■ **Exercise aim**: Scan the records for "tests" and copy each line that contains it.

[Collected data]

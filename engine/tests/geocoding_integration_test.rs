//! Integration tests for the ArcGIS geocoder against a mock GeocodeServer

use serde_json::json;
use std::time::Duration;
use waypoint_engine::config::GeocodingConfig;
use waypoint_engine::geocoding::{ArcGisGeocoder, GeocodeError, Geocoder};
use waypoint_engine::retry::RetryPolicy;
use wiremock::{
    matchers::{method, path, query_param},
    Mock, MockServer, ResponseTemplate,
};

fn geocoder(server: &MockServer) -> ArcGisGeocoder {
    ArcGisGeocoder::new(GeocodingConfig {
        base_url: server.uri(),
        max_locations: 5,
        ..GeocodingConfig::default()
    })
    .with_retry_policy(
        RetryPolicy::new(1, Duration::from_secs(5))
            .with_backoff(Duration::from_millis(1), Duration::from_millis(2)),
    )
}

#[tokio::test]
async fn test_find_address_candidates() {
    let server = MockServer::start().await;

    Mock::given(method("GET"))
        .and(path("/findAddressCandidates"))
        .and(query_param("SingleLine", "Eiffel Tower"))
        .and(query_param("f", "json"))
        .and(query_param("maxLocations", "5"))
        .respond_with(ResponseTemplate::new(200).set_body_json(json!({
            "spatialReference": {"wkid": 4326},
            "candidates": [
                {
                    "address": "Tour Eiffel, Paris",
                    "location": {"x": 2.2945, "y": 48.8584},
                    "score": 100,
                    "attributes": {}
                },
                {
                    "address": "Eiffel Tower, Las Vegas",
                    "location": {"x": -115.1723, "y": 36.1125},
                    "score": 88.5
                }
            ]
        })))
        .expect(1)
        .mount(&server)
        .await;

    let candidates = geocoder(&server).geocode("Eiffel Tower").await.unwrap();

    assert_eq!(candidates.len(), 2);
    assert_eq!(candidates[0].name, "Tour Eiffel, Paris");
    assert_eq!(candidates[0].latitude, 48.8584);
    assert_eq!(candidates[0].longitude, 2.2945);
    assert_eq!(candidates[0].confidence, 1.0);
    assert_eq!(candidates[1].confidence, 0.885);
}

#[tokio::test]
async fn test_no_candidates() {
    let server = MockServer::start().await;

    Mock::given(method("GET"))
        .and(path("/findAddressCandidates"))
        .respond_with(ResponseTemplate::new(200).set_body_json(json!({"candidates": []})))
        .mount(&server)
        .await;

    let candidates = geocoder(&server).geocode("Atlantis").await.unwrap();
    assert!(candidates.is_empty());
}

#[tokio::test]
async fn test_error_body_is_provider_error() {
    let server = MockServer::start().await;

    Mock::given(method("GET"))
        .and(path("/findAddressCandidates"))
        .respond_with(ResponseTemplate::new(200).set_body_json(json!({
            "error": {"code": 498, "message": "Invalid token", "details": []}
        })))
        .expect(1)
        .mount(&server)
        .await;

    let err = geocoder(&server).geocode("Paris").await.unwrap_err();
    match err {
        GeocodeError::Provider(message) => assert!(message.contains("498")),
        other => panic!("Expected provider error, got {:?}", other),
    }
}

#[tokio::test]
async fn test_unavailable_service_is_retried() {
    let server = MockServer::start().await;

    Mock::given(method("GET"))
        .and(path("/findAddressCandidates"))
        .respond_with(ResponseTemplate::new(503))
        .up_to_n_times(1)
        .expect(1)
        .mount(&server)
        .await;

    Mock::given(method("GET"))
        .and(path("/findAddressCandidates"))
        .respond_with(ResponseTemplate::new(200).set_body_json(json!({
            "candidates": [{"address": "Rome", "location": {"x": 12.4964, "y": 41.9028}, "score": 97}]
        })))
        .expect(1)
        .mount(&server)
        .await;

    let candidates = geocoder(&server).geocode("Rome").await.unwrap();
    assert_eq!(candidates.len(), 1);
    assert_eq!(candidates[0].name, "Rome");
}

#[tokio::test]
async fn test_client_error_is_not_retried() {
    let server = MockServer::start().await;

    Mock::given(method("GET"))
        .and(path("/findAddressCandidates"))
        .respond_with(ResponseTemplate::new(400))
        .expect(1)
        .mount(&server)
        .await;

    let err = geocoder(&server).geocode("Rome").await.unwrap_err();
    assert!(matches!(err, GeocodeError::Http { status: 400 }));
}

#[tokio::test]
async fn test_slow_service_times_out() {
    let server = MockServer::start().await;

    Mock::given(method("GET"))
        .and(path("/findAddressCandidates"))
        .respond_with(
            ResponseTemplate::new(200)
                .set_body_json(json!({"candidates": []}))
                .set_delay(Duration::from_secs(2)),
        )
        .mount(&server)
        .await;

    let geocoder = geocoder(&server).with_retry_policy(RetryPolicy::new(
        0,
        Duration::from_millis(100),
    ));

    let err = geocoder.geocode("Rome").await.unwrap_err();
    assert!(matches!(err, GeocodeError::Timeout));
}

■ **Task answer**:
filename engine/tests/geocoding_integration_test.rs
//! Integration tests for the ArcGIS geocoder against a mock GeocodeServer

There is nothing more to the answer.